= Te Kanawa =

There are at least four different people called Te Kanawa.

== Te Kanawa of Ngāti Maniapoto ==
Another was a chief of the Ngāti Maniapoto, another Tainui iwi. Te Kanawa was a warlord of Maniapoto; he settled disputes with a taiaha within Tainui or outside Tainui. Some of these disputes were boundary disputes, hence the Ngāti Hari connection. The boundary line between Tūwharetoa and Maniapoto and the marae Hia Kaitupeka by Taumarunui. He is represented by an amo on their carved meeting house.

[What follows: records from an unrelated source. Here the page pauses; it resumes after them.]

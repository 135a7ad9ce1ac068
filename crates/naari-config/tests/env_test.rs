#![allow(clippy::unwrap_used)]
// Env overrides live in their own test binary: they mutate process env.

use std::path::Path;
use std::time::Duration;

use naari_config::load_config;

#[test]
fn test_env_overrides_file_values() {
    figment::Jail::expect_with(|jail| {
        jail.create_file("config.toml", "[settings]\nretries = 1\nconnect_timeout = 4\n")?;
        jail.set_env("NAARI_SETTINGS__RETRIES", "6");

        let config = load_config(Path::new("config.toml")).map_err(|e| e.to_string())?;
        let (settings, warnings) = config.resolve_settings();

        assert_eq!(settings.retries, 6);
        assert_eq!(settings.connect_timeout, Duration::from_secs(4));
        assert!(warnings.is_empty());
        Ok(())
    });
}

#[test]
fn test_env_overrides_legacy_settings_table() {
    figment::Jail::expect_with(|jail| {
        jail.create_file(
            "config.toml",
            "[ui_settings]\nretries = { value = 1, type = \"int\" }\nread_timeout = 7\n",
        )?;
        jail.set_env("NAARI_SETTINGS__RETRIES", "5");

        let config = load_config(Path::new("config.toml")).map_err(|e| e.to_string())?;
        let (settings, warnings) = config.resolve_settings();

        assert_eq!(settings.retries, 5);
        assert_eq!(settings.read_timeout, Duration::from_secs(7));
        assert!(warnings.is_empty());
        Ok(())
    });
}
use std::collections::HashSet;
use std::fmt;
use std::str::FromStr;

use serde::{Deserialize, Serialize};

use crate::error::CoreError;

/// Stable device identifier from configuration.
///
/// Config files written by hand use small integers; older ones may use
/// arbitrary string keys. Both compare by their rendered form when a
/// user types an id on the command line.
#[derive(Debug, Clone, PartialEq, Eq, Hash, Serialize, Deserialize)]
#[serde(untagged)]
pub enum DeviceId {
    Number(i64),
    Name(String),
}

impl fmt::Display for DeviceId {
    fn fmt(&self, f: &mut fmt::Formatter<'_>) -> fmt::Result {
        match self {
            Self::Number(n) => write!(f, "{n}"),
            Self::Name(s) => f.write_str(s),
        }
    }
}

impl FromStr for DeviceId {
    type Err = std::convert::Infallible;

    fn from_str(s: &str) -> Result<Self, Self::Err> {
        Ok(s.parse::<i64>()
            .map_or_else(|_| Self::Name(s.to_owned()), Self::Number))
    }
}

impl From<i64> for DeviceId {
    fn from(n: i64) -> Self {
        Self::Number(n)
    }
}

impl From<&str> for DeviceId {
    fn from(s: &str) -> Self {
        Self::Name(s.to_owned())
    }
}

fn default_active() -> bool {
    true
}

/// A registered controller.
#[derive(Debug, Clone, PartialEq, Eq, Serialize, Deserialize)]
pub struct Device {
    pub id: DeviceId,
    /// IP or DNS name, optionally with a port.
    pub address: String,
    #[serde(default)]
    pub instance_name: String,
    #[serde(default = "default_active")]
    pub active: bool,
    #[serde(default)]
    pub master_sync: bool,
}

impl Device {
    pub fn new(id: impl Into<DeviceId>, address: impl Into<String>) -> Self {
        Self {
            id: id.into(),
            address: address.into(),
            instance_name: String::new(),
            active: true,
            master_sync: false,
        }
    }

    #[must_use]
    pub fn named(mut self, name: impl Into<String>) -> Self {
        self.instance_name = name.into();
        self
    }

    #[must_use]
    pub fn inactive(mut self) -> Self {
        self.active = false;
        self
    }

    #[must_use]
    pub fn master(mut self) -> Self {
        self.master_sync = true;
        self
    }

    /// Name for display: the instance name, or the address when unnamed.
    pub fn display_name(&self) -> &str {
        if self.instance_name.is_empty() {
            &self.address
        } else {
            &self.instance_name
        }
    }
}

/// Validated, immutable set of devices.
#[derive(Debug, Clone, Default)]
pub struct Registry {
    devices: Vec<Device>,
}

impl Registry {
    /// Build a registry, rejecting duplicate ids and more than one
    /// master device.
    pub fn new(devices: Vec<Device>) -> Result<Self, CoreError> {
        let mut seen = HashSet::new();
        for device in &devices {
            if !seen.insert(&device.id) {
                return Err(CoreError::Config {
                    message: format!("duplicate device id {}", device.id),
                });
            }
        }

        let masters: Vec<String> = devices
            .iter()
            .filter(|d| d.master_sync)
            .map(|d| d.id.to_string())
            .collect();
        if masters.len() > 1 {
            return Err(CoreError::Config {
                message: format!(
                    "only one device may be master_sync, found {}",
                    masters.join(", ")
                ),
            });
        }

        Ok(Self { devices })
    }

    pub fn all(&self) -> &[Device] {
        &self.devices
    }

    pub fn active(&self) -> impl Iterator<Item = &Device> {
        self.devices.iter().filter(|d| d.active)
    }

    /// Addresses to poll. Inactive devices are skipped unless asked for.
    pub fn addresses(&self, include_inactive: bool) -> Vec<String> {
        self.devices
            .iter()
            .filter(|d| include_inactive || d.active)
            .map(|d| d.address.clone())
            .collect()
    }

    pub fn active_addresses(&self) -> Vec<String> {
        self.addresses(false)
    }

    pub fn get(&self, id: &DeviceId) -> Option<&Device> {
        self.devices.iter().find(|d| &d.id == id)
    }

    /// Lookup by the textual form of an id, as typed by a user.
    pub fn find(&self, identifier: &str) -> Option<&Device> {
        self.devices
            .iter()
            .find(|d| d.id.to_string() == identifier)
    }

    pub fn by_address(&self, address: &str) -> Option<&Device> {
        self.devices.iter().find(|d| d.address == address)
    }

    pub fn master(&self) -> Option<&Device> {
        self.devices.iter().find(|d| d.master_sync)
    }

    /// Unknown ids count as inactive.
    pub fn is_active(&self, id: &DeviceId) -> bool {
        self.get(id).is_some_and(|d| d.active)
    }

    pub fn len(&self) -> usize {
        self.devices.len()
    }

    pub fn is_empty(&self) -> bool {
        self.devices.is_empty()
    }
}
use serde::{Deserialize, Serialize};

use super::device::DeviceId;
use super::preset::parse_preset_option;

/// A named set of per-device preset selections applied together.
#[derive(Debug, Clone, PartialEq, Eq, Serialize, Deserialize)]
pub struct Theme {
    pub id: i64,
    pub name: String,
    #[serde(default)]
    pub presets: Vec<ThemePreset>,
}

#[derive(Debug, Clone, PartialEq, Eq, Serialize, Deserialize)]
pub struct ThemePreset {
    pub device_id: DeviceId,
    #[serde(default, skip_serializing_if = "Option::is_none")]
    pub device_address: Option<String>,
    /// `"<key>: <name>"` as shown in preset lists.
    pub preset_name: String,
}

impl ThemePreset {
    /// Preset number to send, or `None` for an empty or zero selection.
    pub fn preset_number(&self) -> Option<i64> {
        parse_preset_option(&self.preset_name).filter(|n| *n != 0)
    }
}

impl Theme {
    /// Matches the numeric id or the name (case-insensitive).
    pub fn matches(&self, identifier: &str) -> bool {
        let identifier = identifier.trim();
        identifier.parse::<i64>().is_ok_and(|id| id == self.id)
            || self.name.eq_ignore_ascii_case(identifier)
    }
}
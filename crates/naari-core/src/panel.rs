// ── Panel facade ──
//
// Owns the registry, both dispatchers, the scheduler and the startup cache,
// and publishes what a front-end renders: the latest status snapshot (watch
// channel), preset lists and failure signals (broadcast channel).
//
// Operations that depend on the startup snapshot check readiness up front
// and return `CoreError::NotReady` instead of acting on empty state.

use std::sync::{Arc, Weak};
use std::time::Duration;

use futures_util::FutureExt;
use naari_api::{STATUS_PATH, StatePatch, StatusFields};
use serde::Serialize;
use tokio::sync::{Mutex, broadcast, watch};
use tokio::task::JoinHandle;
use tokio::time::MissedTickBehavior;
use tokio_util::sync::CancellationToken;
use tracing::{debug, info, warn};

use crate::cache::StartupCache;
use crate::command::{Command, CommandDispatcher, CommandOutcome, SETTLE_DELAY};
use crate::config::Settings;
use crate::error::CoreError;
use crate::fetch::FetchDispatcher;
use crate::model::{Device, DeviceId, PollCycle, PollResult, PresetCatalog, Registry, Theme};
use crate::normalize::attach_identity;
use crate::pool::WorkerPool;
use crate::schedule::{Scheduler, TickOutcome};

const SIGNAL_CAPACITY: usize = 64;

/// Fixed delays used around startup and master resync.
#[derive(Debug, Clone, Copy, PartialEq, Eq)]
pub struct Timing {
    /// Wait before re-enabling a master device's sync broadcast.
    pub settle_delay: Duration,
    /// Gap between the first status fetch and the first presets fetch.
    pub initial_gap: Duration,
    /// Wait before each startup status re-poll.
    pub startup_repoll_delay: Duration,
    /// Extra status polls at startup when some device did not answer.
    pub startup_repolls: u32,
}

impl Default for Timing {
    fn default() -> Self {
        Self {
            settle_delay: SETTLE_DELAY,
            initial_gap: Duration::from_millis(500),
            startup_repoll_delay: Duration::from_secs(2),
            startup_repolls: 2,
        }
    }
}

impl Timing {
    /// No waits at all. Re-poll count is kept.
    pub fn immediate() -> Self {
        Self {
            settle_delay: Duration::ZERO,
            initial_gap: Duration::ZERO,
            startup_repoll_delay: Duration::ZERO,
            ..Self::default()
        }
    }
}

/// First status and presets load.
#[derive(Debug, Clone, Serialize)]
pub struct StartupSnapshot {
    pub status: Vec<PollResult>,
    pub presets: Vec<PollResult>,
    /// `false` if some device still had not answered after the re-polls.
    pub complete: bool,
}

/// Failure indicators for the front-end. None of these are fatal.
#[derive(Debug, Clone, PartialEq, Eq)]
pub enum PanelSignal {
    PollFailed {
        address: String,
        device_id: Option<DeviceId>,
        reason: String,
    },
    PollRejected {
        consecutive: u32,
    },
    PollStalled {
        consecutive: u32,
    },
    CommandFailed {
        device_id: DeviceId,
        reason: String,
    },
}

/// Ordered preset choices for one active device.
#[derive(Debug, Clone, PartialEq, Eq, Serialize)]
pub struct PresetOptions {
    pub device_id: DeviceId,
    pub address: String,
    pub options: Vec<String>,
}

/// Per-device result of applying a theme.
#[derive(Debug)]
pub struct ThemeSend {
    pub device_id: DeviceId,
    pub preset: i64,
    pub result: Result<CommandOutcome, CoreError>,
}

struct Poller {
    cancel: CancellationToken,
    handle: JoinHandle<()>,
}

struct PanelInner {
    registry: Registry,
    themes: Vec<Theme>,
    settings: Settings,
    fetcher: FetchDispatcher,
    commands: CommandDispatcher,
    command_pool: WorkerPool,
    scheduler: Scheduler,
    startup: StartupCache<StartupSnapshot>,
    status: Arc<watch::Sender<Vec<PollResult>>>,
    presets: Arc<watch::Sender<Vec<PollResult>>>,
    signals: broadcast::Sender<PanelSignal>,
    poller: Mutex<Option<Poller>>,
}

impl Drop for PanelInner {
    fn drop(&mut self) {
        if let Some(poller) = self.poller.get_mut().take() {
            poller.cancel.cancel();
        }
    }
}

/// Cheaply cloneable handle; clones share all state.
///
/// The background poll loop holds only a weak reference, so dropping the
/// last handle stops it.
#[derive(Clone)]
pub struct Panel {
    inner: Arc<PanelInner>,
}

impl std::fmt::Debug for Panel {
    fn fmt(&self, f: &mut std::fmt::Formatter<'_>) -> std::fmt::Result {
        f.debug_struct("Panel")
            .field("devices", &self.inner.registry.len())
            .field("ready", &self.is_ready())
            .finish_non_exhaustive()
    }
}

== Te Kanawa, ancestor of Ngāti Te Kanawa ==
One is the ancestor of the Ngāti Te Kanawa hapū of the Tainui confederation of iwi and is closely tied to Ngāti Tamainupō. He is referred to as Te Kanawa II, and is the grandson of the first Te Kanawa (Te Kanawa Pango) of Ngāti Maniapoto.

== Te Kanawa ==
He was killed in the campaign known as Putu-karekare or Patu-karekare, which was fought at Kawhia in the time before Te Rauparaha had left Kawhia around 1820.

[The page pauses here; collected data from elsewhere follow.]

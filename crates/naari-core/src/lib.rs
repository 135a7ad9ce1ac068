//! Polling and command-dispatch core for a panel of LED strip controllers.
//!
//! This crate sits between `naari-api` (one request, one device) and
//! whatever front-end renders device state:
//!
//! - **[`FetchDispatcher`]**: fans `GET`s out to many devices on a bounded
//!   [`WorkerPool`], retrying each one independently. Partial failure is the
//!   steady state: every address gets a [`PollResult`], success or error.
//!
//! - **[`Scheduler`]**: decides per timer tick whether to poll at all
//!   ([`Throttle`]) and guarantees at most one poll cycle in flight through a
//!   non-blocking single-flight guard.
//!
//! - **[`CommandDispatcher`]**: sends power/brightness/preset changes with
//!   sync-broadcast suppression and the master-device resync sequence.
//!
//! - **[`attach_identity`]**: stamps registry ids onto raw results.
//!
//! - **[`Panel`]**: facade owning all of the above plus the startup cache,
//!   published snapshots and failure signals.

pub mod cache;
pub mod command;
pub mod config;
pub mod error;
pub mod fetch;
pub mod model;
pub mod normalize;
pub mod panel;
pub mod pool;
pub mod schedule;

// ── Primary re-exports ──────────────────────────────────────────────
pub use cache::StartupCache;
pub use command::{Command, CommandDispatcher, CommandOutcome, SETTLE_DELAY};
pub use config::Settings;
pub use error::CoreError;
pub use fetch::FetchDispatcher;
pub use normalize::attach_identity;
pub use panel::{Panel, PanelSignal, PresetOptions, StartupSnapshot, ThemeSend, Timing};
pub use pool::{Limiter, WorkerPool};
pub use schedule::{PollGuard, Scheduler, SchedulerState, Throttle, TickOutcome};

pub use naari_api::{StatePatch, StatusFields};

pub use model::{
    Device, DeviceId, PollCycle, PollOutcome, PollResult, PresetCatalog, Registry, Theme,
    ThemePreset, parse_preset_option,
};
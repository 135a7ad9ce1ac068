// ── Domain model ──
//
// Devices and themes come from configuration and are read-only to the
// core. Poll results and preset catalogs are built fresh from device
// responses and never mutated afterwards.

mod device;
mod poll;
mod preset;
mod theme;

pub use device::{Device, DeviceId, Registry};
pub use poll::{PollCycle, PollOutcome, PollResult};
pub use preset::{PresetCatalog, PresetEntry, parse_preset_option};
pub use theme::{Theme, ThemePreset};
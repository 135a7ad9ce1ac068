// ── Bounded worker pool ──
//
// One abstraction for both fan-out paths: poll cycles run on a pool capped
// at `max_concurrency`, command bursts (themes) on a pool capped at
// `command_workers`. Each job is its own tokio task, so one slow device
// never holds up its siblings.

use std::future::Future;
use std::sync::Arc;

use futures_util::future::join_all;
use tokio::sync::{OwnedSemaphorePermit, Semaphore};
use tokio::task::JoinError;
use tracing::trace;

/// Counting limiter. A capacity of `0` disables limiting.
#[derive(Debug, Clone)]
pub struct Limiter {
    capacity: usize,
    semaphore: Option<Arc<Semaphore>>,
}

impl Limiter {
    pub fn new(max_concurrency: usize) -> Self {
        let semaphore = (max_concurrency > 0).then(|| Arc::new(Semaphore::new(max_concurrency)));
        Self {
            capacity: max_concurrency,
            semaphore,
        }
    }

    pub fn unbounded() -> Self {
        Self::new(0)
    }

    /// Configured cap, `None` when unbounded.
    pub fn capacity(&self) -> Option<usize> {
        self.semaphore.as_ref().map(|_| self.capacity)
    }

    /// Slots free right now, `None` when unbounded.
    pub fn available(&self) -> Option<usize> {
        self.semaphore.as_ref().map(|s| s.available_permits())
    }

    /// Wait for a slot. The slot is held until the returned permit drops;
    /// unbounded limiters return `None` immediately.
    pub async fn acquire(&self) -> Option<OwnedSemaphorePermit> {
        match &self.semaphore {
            // The semaphore is never closed, so acquisition cannot fail.
            Some(semaphore) => Arc::clone(semaphore).acquire_owned().await.ok(),
            None => None,
        }
    }
}

/// Named task pool with a concurrency cap.
#[derive(Debug, Clone)]
pub struct WorkerPool {
    name: &'static str,
    max_concurrency: usize,
}

impl WorkerPool {
    pub fn new(name: &'static str, max_concurrency: usize) -> Self {
        Self {
            name,
            max_concurrency,
        }
    }

    pub fn name(&self) -> &'static str {
        self.name
    }

    pub fn max_concurrency(&self) -> usize {
        self.max_concurrency
    }

    /// Spawn one task per key and wait for all of them.
    ///
    /// Every job receives the pool's shared [`Limiter`] and decides itself
    /// how long to hold a slot (the fetch path holds one per attempt, not
    /// across backoff sleeps). Results pair each key with its job's output;
    /// a panicked job shows up as `Err(JoinError)` for that key only.
    pub async fn run_all<K, T, F, Fut>(&self, keys: Vec<K>, job: F) -> Vec<(K, Result<T, JoinError>)>
    where
        K: Clone + Send + 'static,
        T: Send + 'static,
        F: Fn(K, Limiter) -> Fut,
        Fut: Future<Output = T> + Send + 'static,
    {
        let limiter = Limiter::new(self.max_concurrency);
        trace!(pool = self.name, jobs = keys.len(), cap = self.max_concurrency, "dispatching");

        let handles: Vec<_> = keys
            .iter()
            .cloned()
            .map(|key| tokio::spawn(job(key, limiter.clone())))
            .collect();

        keys.into_iter().zip(join_all(handles).await).collect()
    }

    /// Like [`run_all`](Self::run_all), but each job holds one slot for
    /// its whole run.
    pub async fn run_limited<K, T, F, Fut>(&self, keys: Vec<K>, job: F) -> Vec<(K, Result<T, JoinError>)>
    where
        K: Clone + Send + 'static,
        T: Send + 'static,
        F: Fn(K) -> Fut,
        Fut: Future<Output = T> + Send + 'static,
    {
        self.run_all(keys, |key, limiter| {
            let fut = job(key);
            async move {
                let _permit = limiter.acquire().await;
                fut.await
            }
        })
        .await
    }
}
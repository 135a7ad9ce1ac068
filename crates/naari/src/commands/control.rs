//! Device command handlers: power, brightness, preset, theme, master power.

use serde::Serialize;
use tabled::Tabled;

use naari_core::{CommandOutcome, Device, Panel, ThemeSend, parse_preset_option};

use crate::cli::{BrightnessArgs, GlobalOpts, PowerAction, PowerArgs, PresetArgs, ThemeArgs};
use crate::error::CliError;
use crate::output;

/// What one command did, as printed.
#[derive(Debug, Serialize)]
struct CommandReport {
    device: String,
    address: String,
    action: String,
    status: u16,
    #[serde(skip_serializing_if = "Option::is_none")]
    resync: Option<String>,
}

impl CommandReport {
    fn new(device: &Device, action: String, outcome: &CommandOutcome) -> Self {
        let resync = outcome.resync.as_ref().map(|r| match r {
            Ok(status) => format!("ok ({status})"),
            Err(err) => format!("failed: {err}"),
        });
        Self {
            device: device.display_name().to_owned(),
            address: outcome.address.clone(),
            action,
            status: outcome.status,
            resync,
        }
    }

    fn detail(&self) -> String {
        let mut line = format!("{} ({}): {} [HTTP {}]", self.device, self.address, self.action, self.status);
        if let Some(resync) = &self.resync {
            line.push_str(&format!("\nsync re-enable: {resync}"));
        }
        line
    }
}

fn print_report(report: &CommandReport, global: &GlobalOpts) -> Result<(), CliError> {
    let rendered = output::render_single(global.output, report, CommandReport::detail)?;
    output::print_output(&rendered);
    Ok(())
}

pub async fn power(panel: &Panel, args: PowerArgs, global: &GlobalOpts) -> Result<(), CliError> {
    let device = panel.device(&args.device)?.clone();
    let (on, outcome) = match args.action {
        PowerAction::On => (true, panel.set_power(&device.id, true).await?),
        PowerAction::Off => (false, panel.set_power(&device.id, false).await?),
        PowerAction::Toggle => panel.toggle_power(&device.id).await?,
    };
    let action = format!("power {}", if on { "on" } else { "off" });
    print_report(&CommandReport::new(&device, action, &outcome), global)
}

pub async fn brightness(panel: &Panel, args: BrightnessArgs, global: &GlobalOpts) -> Result<(), CliError> {
    let device = panel.device(&args.device)?.clone();
    let outcome = panel.set_brightness(&device.id, args.value).await?;
    let action = format!("brightness {}", args.value);
    print_report(&CommandReport::new(&device, action, &outcome), global)
}

pub async fn preset(panel: &Panel, args: PresetArgs, global: &GlobalOpts) -> Result<(), CliError> {
    let device = panel.device(&args.device)?.clone();
    let number = parse_preset_option(&args.preset).ok_or_else(|| CliError::Validation {
        field: "preset".into(),
        reason: format!("expected a preset number, got '{}'", args.preset),
    })?;

    let outcome = panel.apply_preset(&device.id, number).await?;
    let mut action = format!("preset {number}");
    if let Ok(Some(bri)) = panel.preset_brightness(&device.id, number) {
        action.push_str(&format!(" (brightness {bri})"));
    }
    print_report(&CommandReport::new(&device, action, &outcome), global)
}

#[derive(Debug, Serialize)]
struct ThemeReport {
    device_id: String,
    preset: i64,
    ok: bool,
    #[serde(skip_serializing_if = "Option::is_none")]
    error: Option<String>,
}

#[derive(Tabled)]
struct ThemeRow {
    #[tabled(rename = "Device")]
    device_id: String,
    #[tabled(rename = "Preset")]
    preset: i64,
    #[tabled(rename = "Result")]
    result: String,
}

impl From<&ThemeSend> for ThemeReport {
    fn from(send: &ThemeSend) -> Self {
        Self {
            device_id: send.device_id.to_string(),
            preset: send.preset,
            ok: send.result.is_ok(),
            error: send.result.as_ref().err().map(ToString::to_string),
        }
    }
}

pub async fn theme(panel: &Panel, args: ThemeArgs, global: &GlobalOpts) -> Result<(), CliError> {
    let sends = panel.apply_theme(&args.theme).await?;
    let reports: Vec<ThemeReport> = sends.iter().map(ThemeReport::from).collect();

    let rendered = output::render_list(global.output, &reports, |r| ThemeRow {
        device_id: r.device_id.clone(),
        preset: r.preset,
        result: r.error.clone().unwrap_or_else(|| "ok".into()),
    })?;
    output::print_output(&rendered);

    let failed = reports.iter().filter(|r| !r.ok).count();
    if failed > 0 {
        tracing::warn!(failed, "theme applied partially");
    }
    Ok(())
}

#[derive(Debug, Serialize)]
struct MasterReport {
    device: String,
    on: bool,
}

pub async fn master_power(panel: &Panel, global: &GlobalOpts) -> Result<(), CliError> {
    let on = panel.toggle_master_power().await?;
    let device = panel
        .registry()
        .master()
        .map(|d| d.display_name().to_owned())
        .unwrap_or_default();

    let report = MasterReport { device, on };
    let rendered = output::render_single(global.output, &report, |r| {
        format!("{}: all synced devices {}", r.device, if r.on { "on" } else { "off" })
    })?;
    output::print_output(&rendered);
    Ok(())
}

== Te Kanawa of Ngāti Mahuta and Ngāti Naho ==
He was also known as Te Kanawa Ikatu of the Ngāti Mahuta and Ngāti Naho hapū, and was one of the principal chiefs of the Waikato Māori. He was a close confederate of Pōtatau Te Wherowhero, the first Māori King, and lived from c. 1770 to c. 1860. He was signatory to the treaty signing at Kawhia. His wife was Te Rahuruake (according to Pei Te Hurunui in his book King Potatau, p. 120) and their son was Kihirini Te Kanawa.
Te Kanawa Ikatu had a sister, Parekohu. Whose great grandson was Wiremu Te Wheoro.